Jazmín tenía 11 años, vivía en La Victoria y tuvo, como miles de niños y niñas peruanos, una infancia marcada por la violencia cotidiana. Explotada por su madrastra, que la obligaba a trabajar de vendedora ambulante en Gamarra, esta huérfana fue maltratada sistemáticamente sin que nadie la defendiera o alzara la voz para proteger su bienestar físico o psicológico. Los vecinos señalan que las golpizas a la niña eran comunes, sin embargo, su calvario no fue denunciado a tiempo y debido a ese desamparo barrial y estatal murió. No se sabe bien si en manos de Zarela Chávez Mozambite o en un suicidio inducido por la misma. Chávez confesó inicialmente ser autora del crimen, declarando entre risotadas que se le había pasado “la mano” con Jazmín.
No cabe la menor duda de que nos gobierna un Estado indolente, corrupto y violento, que protege e incluso premia a sus esbirros, pero también es necesario admitir que somos una sociedad que va brutalizándose a niveles espeluznantes. Cabe recordar que en la misma semana en que Jazmín falleció, un par de hermanas, de 18 y 16 años, fueron asesinadas en un hotel de Huacho por Christian Ronaldo Trujillo Bardales quien, luego de ser atrapado, no mostró el menor signo de arrepentimiento. Pienso en el dolor de la madre de las dos víctimas, tanto como en el de la compatriota arequipeña que buscando hace algunos días a su hermana la encontró dentro de una refrigeradora, en cuclillas y muerta. Este horror cotidiano, en el que la vida ha perdido su valor y que incluso se filma– como ocurrió con las imágenes remitidas a la madre de ese joven recientemente secuestrado y asesinado porque su familia no pudo pagar S/25.000 de rescate– deben llamarnos a una seria reflexión.

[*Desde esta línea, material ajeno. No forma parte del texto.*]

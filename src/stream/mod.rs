//! Chunked upload stream core.

pub mod block_id;
mod upload;

pub use upload::{
    AppendBlobOptions, BlobKind, BlockBlobOptions, ChunkedUploadStream, PageBlobOptions,
};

Similar a la que realiza Teresina Muñoz-Nájar en su excelente libro “Desaparecidas: El destino de miles de niñas, adolescentes y mujeres peruanas” (2023). En dicho texto –que debería ser de lectura obligatoria en comisarías y juzgados, además de universidades–, la autora nos lleva a través de las múltiples expresiones del horror que nos va carcomiendo como sociedad. Nuestro país se ha convertido en uno de los centros del tráfico de niñas y mujeres, muchas de ellas asesinadas y jamás encontradas por sus familiares. “Si el feminicidio es la expresión más extrema de la violencia contra las mujeres, sus desapariciones constituyen un golpe que conforme transcurren las horas y los días se vuelve más brutal”, señala Muñoz-Nájar. Y con una escena de esa brutalidad inicia la autora su viaje hacia el infierno que viven miles de compatriotas además de sus familiares.

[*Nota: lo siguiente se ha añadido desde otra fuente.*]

#[cfg(test)]
mod tests {
    use super::*;
    use crate::sink::memory::MemorySink;

    fn block_stream(sink: Arc<MemorySink>, chunk_size: u64) -> ChunkedUploadStream {
        ChunkedUploadStream::block_blob(
            sink,
            BlockBlobOptions {
                chunk_size: Some(chunk_size),
                ..Default::default()
            },
        )
        .unwrap()
    }

    #[test]
    fn fault_cell_first_write_wins() {
        let cell = FaultCell::default();
        cell.record(UploadError::ChunkAlignment { length: 1 });
        cell.record(UploadError::StreamClosed);
        assert!(matches!(
            cell.get(),
            Some(UploadError::ChunkAlignment { length: 1 })
        ));
    }

    #[test]
    fn block_chunk_size_validated() {
        let sink = Arc::new(MemorySink::new());
        assert!(matches!(
            ChunkedUploadStream::block_blob(
                sink.clone(),
                BlockBlobOptions {
                    chunk_size: Some(0),
                    ..Default::default()
                }
            ),
            Err(UploadError::Configuration { .. })
        ));
        assert!(matches!(
            ChunkedUploadStream::block_blob(
                sink,
                BlockBlobOptions {
                    chunk_size: Some(MAX_BLOCK_CHUNK_SIZE + 1),
                    ..Default::default()
                }
            ),
            Err(UploadError::Configuration { .. })
        ));
    }

    #[test]
    fn page_length_must_be_aligned() {
        let sink = Arc::new(MemorySink::new());
        assert!(matches!(
            ChunkedUploadStream::page_blob(sink.clone(), 513, PageBlobOptions::default()),
            Err(UploadError::Configuration { .. })
        ));
        assert!(matches!(
            ChunkedUploadStream::page_blob(sink, 0, PageBlobOptions::default()),
            Err(UploadError::Configuration { .. })
        ));
    }

    #[test]
    fn options_from_config_pick_up_kind_thresholds() {
        let config = UploadConfig {
            block_chunk_size: 8 * 1024 * 1024,
            append_chunk_size: 1024,
            page_chunk_size: 2048,
        };
        assert_eq!(
            BlockBlobOptions::from_config(&config).chunk_size,
            Some(8 * 1024 * 1024)
        );
        assert_eq!(AppendBlobOptions::from_config(&config).chunk_size, Some(1024));
        assert_eq!(PageBlobOptions::from_config(&config).chunk_size, Some(2048));
    }

    #[test]
    fn kind_reports_the_target_blob_kind() {
        let sink = Arc::new(MemorySink::new());
        let stream = block_stream(sink.clone(), 4);
        assert_eq!(stream.kind(), BlobKind::Block);

        let stream =
            ChunkedUploadStream::page_blob(sink, 512, PageBlobOptions::default()).unwrap();
        assert_eq!(stream.kind(), BlobKind::Page);
    }

    #[test]
    fn page_threshold_clamped_to_total_length() {
        let sink = Arc::new(MemorySink::new());
        let stream =
            ChunkedUploadStream::page_blob(sink, 1024, PageBlobOptions::default()).unwrap();
        assert_eq!(stream.chunk_threshold(), 1024);
    }

    #[tokio::test]
    async fn write_range_bounds_checked() {
        let sink = Arc::new(MemorySink::new());
        let mut stream = block_stream(sink, 4);

        let buf = [0u8; 4];
        assert!(matches!(
            stream.write_range(&buf, 2, 3),
            Err(UploadError::InvalidArgument { .. })
        ));
        assert!(matches!(
            stream.write_range(&buf, usize::MAX, 1),
            Err(UploadError::InvalidArgument { .. })
        ));
        // In-bounds sub-range is fine and buffers without dispatch.
        stream.write_range(&buf, 1, 2).unwrap();
        assert_eq!(stream.buffered(), 2);
    }

    #[tokio::test]
    async fn empty_write_is_a_noop() {
        let sink = Arc::new(MemorySink::new());
        let mut stream = block_stream(sink.clone(), 4);
        stream.write(&[]).unwrap();
        assert_eq!(stream.buffered(), 0);
        assert!(sink.staged_blocks().is_empty());
    }

    #[tokio::test]
    async fn buffer_never_exceeds_threshold() {
        let sink = Arc::new(MemorySink::new());
        let mut stream = block_stream(sink, 4);

        stream.write(b"ABCDEFG").unwrap();
        // 7 bytes at threshold 4: one dispatch, 3 buffered.
        assert_eq!(stream.buffered(), 3);
        assert_eq!(stream.staged_block_ids().unwrap().len(), 1);
    }

    #[tokio::test]
    async fn append_blob_queries_length_when_no_offset() {
        let sink = Arc::new(MemorySink::new());
        sink.set_blob_length(1024);
        let stream = ChunkedUploadStream::append_blob(sink, AppendBlobOptions::default())
            .await
            .unwrap();
        assert_eq!(stream.current_offset(), Some(1024));
    }

    #[tokio::test]
    async fn append_blob_length_query_failure_propagates() {
        let sink = Arc::new(MemorySink::new());
        sink.fail_blob_length(ServiceError::http("get_properties", 404, "no blob"));
        let err = ChunkedUploadStream::append_blob(sink, AppendBlobOptions::default())
            .await
            .unwrap_err();
        assert!(matches!(err, UploadError::Service(_)));
    }
}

Difícil olvidar casos como el de Elisa –de 14 años y estudiante de secundaria– cuyo cuerpo apareció colgado de un árbol de la sierra peruana, luego de ser reportada como no habida por su madre. En el Perú desaparecen diariamente 36 mujeres y queda claro que en este entramado criminal participan policías e incluso jueces que liberan a los victimarios o encubren sus crímenes. Ciertamente, el caso de Elisa es emblemático porque su impune asesinato, que se hizo pasar por suicidio, ocurrió en una de las tres rutas por las que transitan las víctimas de los tratantes de personas en la Amazonía, una tierra de nadie en la que los narcotraficantes, taladores y mineros ilegales ahora matan a niños inocentes para sembrar el pánico entre los que se les oponen.

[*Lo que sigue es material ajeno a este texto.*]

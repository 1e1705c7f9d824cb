//! Configuration loading and types for blobstream.
//!
//! Configuration is read from a YAML file and deserialized into the
//! [`Config`] struct.  Each subsection governs a different part of the
//! client: the target storage account, chunk sizing for uploads, and
//! logging.
//!
//! Credentials are never stored in the file; they are resolved from the
//! environment by the Azure sink (`AZURE_STORAGE_KEY`,
//! `AZURE_STORAGE_CONNECTION_STRING`, or `AZURE_STORAGE_SAS_TOKEN`).

use serde::Deserialize;
use std::path::Path;

/// Page blobs are written in 512-byte pages; every dispatched page
/// chunk must be a multiple of this.
pub const PAGE_SIZE: u64 = 512;

/// Largest chunk the service accepts for a single Put Block.
pub const MAX_BLOCK_CHUNK_SIZE: u64 = 100 * 1024 * 1024;

/// Largest chunk the service accepts for a single Append Block.
pub const MAX_APPEND_CHUNK_SIZE: u64 = 4 * 1024 * 1024;

/// Top-level configuration.
#[derive(Debug, Clone, Deserialize, Default)]
pub struct Config {
    /// Target storage account / container.
    #[serde(default)]
    pub account: AccountConfig,

    /// Chunk sizing for upload sessions.
    #[serde(default)]
    pub upload: UploadConfig,

    /// Logging settings.
    #[serde(default)]
    pub logging: LoggingConfig,
}

/// Target Azure storage account configuration.
#[derive(Debug, Clone, Deserialize)]
pub struct AccountConfig {
    /// Azure storage account name.
    #[serde(default)]
    pub account: String,

    /// Container name within the account.
    #[serde(default)]
    pub container: String,

    /// Key prefix applied to every blob name.
    #[serde(default)]
    pub prefix: String,

    /// Custom service endpoint (e.g. Azurite).  Empty means
    /// `https://{account}.blob.core.windows.net`.
    #[serde(default)]
    pub endpoint_url: String,
}

impl Default for AccountConfig {
    fn default() -> Self {
        Self {
            account: String::new(),
            container: String::new(),
            prefix: String::new(),
            endpoint_url: String::new(),
        }
    }
}

/// Chunk sizing configuration for upload sessions.
///
/// Each field is the buffer threshold at which a chunk is dispatched
/// for the corresponding blob kind.  Session constructors validate the
/// service limits (`block <= 100 MiB`, `append <= 4 MiB`, `page` a
/// multiple of 512).
#[derive(Debug, Clone, Deserialize)]
pub struct UploadConfig {
    /// Chunk threshold for block blobs, in bytes.
    #[serde(default = "default_chunk_size")]
    pub block_chunk_size: u64,

    /// Chunk threshold for append blobs, in bytes.
    #[serde(default = "default_chunk_size")]
    pub append_chunk_size: u64,

    /// Chunk threshold for page blobs, in bytes.  Clamped to the total
    /// upload length at construction.
    #[serde(default = "default_chunk_size")]
    pub page_chunk_size: u64,
}

impl Default for UploadConfig {
    fn default() -> Self {
        Self {
            block_chunk_size: default_chunk_size(),
            append_chunk_size: default_chunk_size(),
            page_chunk_size: default_chunk_size(),
        }
    }
}

/// Logging configuration.
#[derive(Debug, Clone, Deserialize)]
pub struct LoggingConfig {
    /// Log level: trace, debug, info, warn, error.
    #[serde(default = "default_log_level")]
    pub level: String,

    /// Log format: text or json.
    #[serde(default = "default_log_format")]
    pub format: String,
}

impl Default for LoggingConfig {
    fn default() -> Self {
        Self {
            level: default_log_level(),
            format: default_log_format(),
        }
    }
}

// -- Defaults ----------------------------------------------------------------

fn default_chunk_size() -> u64 {
    4 * 1024 * 1024 // 4 MiB
}

fn default_log_level() -> String {
    "info".to_string()
}

fn default_log_format() -> String {
    "text".to_string()
}

// -- Loader ------------------------------------------------------------------

/// Load and parse configuration from a YAML file at `path`.
pub fn load_config<P: AsRef<Path>>(path: P) -> anyhow::Result<Config> {
    let contents = std::fs::read_to_string(path.as_ref())?;
    let config: Config = serde_yaml::from_str(&contents)?;
    Ok(config)
}

#[cfg(test)]
mod tests {
    use super::*;

    #[test]
    fn defaults_are_four_mebibytes() {
        let cfg = UploadConfig::default();
        assert_eq!(cfg.block_chunk_size, 4 * 1024 * 1024);
        assert_eq!(cfg.append_chunk_size, 4 * 1024 * 1024);
        assert_eq!(cfg.page_chunk_size, 4 * 1024 * 1024);
    }

    #[test]
    fn default_chunk_sizes_respect_service_limits() {
        let cfg = UploadConfig::default();
        assert!(cfg.block_chunk_size <= MAX_BLOCK_CHUNK_SIZE);
        assert!(cfg.append_chunk_size <= MAX_APPEND_CHUNK_SIZE);
        assert_eq!(cfg.page_chunk_size % PAGE_SIZE, 0);
    }

    #[test]
    fn parses_partial_yaml() {
        let yaml = r#"
account:
  account: devstore
  container: uploads
upload:
  block_chunk_size: 8388608
"#;
        let cfg: Config = serde_yaml::from_str(yaml).unwrap();
        assert_eq!(cfg.account.account, "devstore");
        assert_eq!(cfg.account.container, "uploads");
        assert_eq!(cfg.upload.block_chunk_size, 8 * 1024 * 1024);
        // Unspecified sections fall back to defaults.
        assert_eq!(cfg.upload.append_chunk_size, 4 * 1024 * 1024);
        assert_eq!(cfg.logging.level, "info");
    }

    #[test]
    fn empty_yaml_uses_defaults() {
        let cfg: Config = serde_yaml::from_str("{}").unwrap();
        assert!(cfg.account.account.is_empty());
        assert_eq!(cfg.upload.page_chunk_size, 4 * 1024 * 1024);
    }
}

¿Es posible recuperar a una república minada institucional y moralmente, en la que la cultura del cuidado por el otro en estado de vulnerabilidad suena a una utopía trasnochada? De cara a un mundo en el que lo común y lo político ya dejaron de tener significado y en el que “la sociedad no está fracturada”, sino que simplemente “no hay sociedad”, Eric Sadin ensaya algunas fórmulas proactivas en “Hacer disidencia: una política de nosotros mismos” (2023). El autor parte de la siguiente pregunta: ¿cómo recuperar mediante “una sociedad de sociedades”, con nuevos modos de vida y organización en común, aquello que no solo se ha roto, sino que no nos representa? Para abordar temas comunes, a nivel planetario. Entre ellos, el problema de estados que han perdido su capacidad de intervención; el de sociedades huérfanas de soberanía junto al de individuos sin agencia política. En ese contexto, hay que recuperar el poder de la palabra (ahora utilizada para enemistarse), dignificar el trabajo y asociarse, mediante la nueva tecnología, en la búsqueda del bien común. Por esos “intersicios” vendrán “subterráneamente y con movimientos muy lentos” nuevos modos de “hacer disidencia”. Espero estemos a tiempo de lograrlo.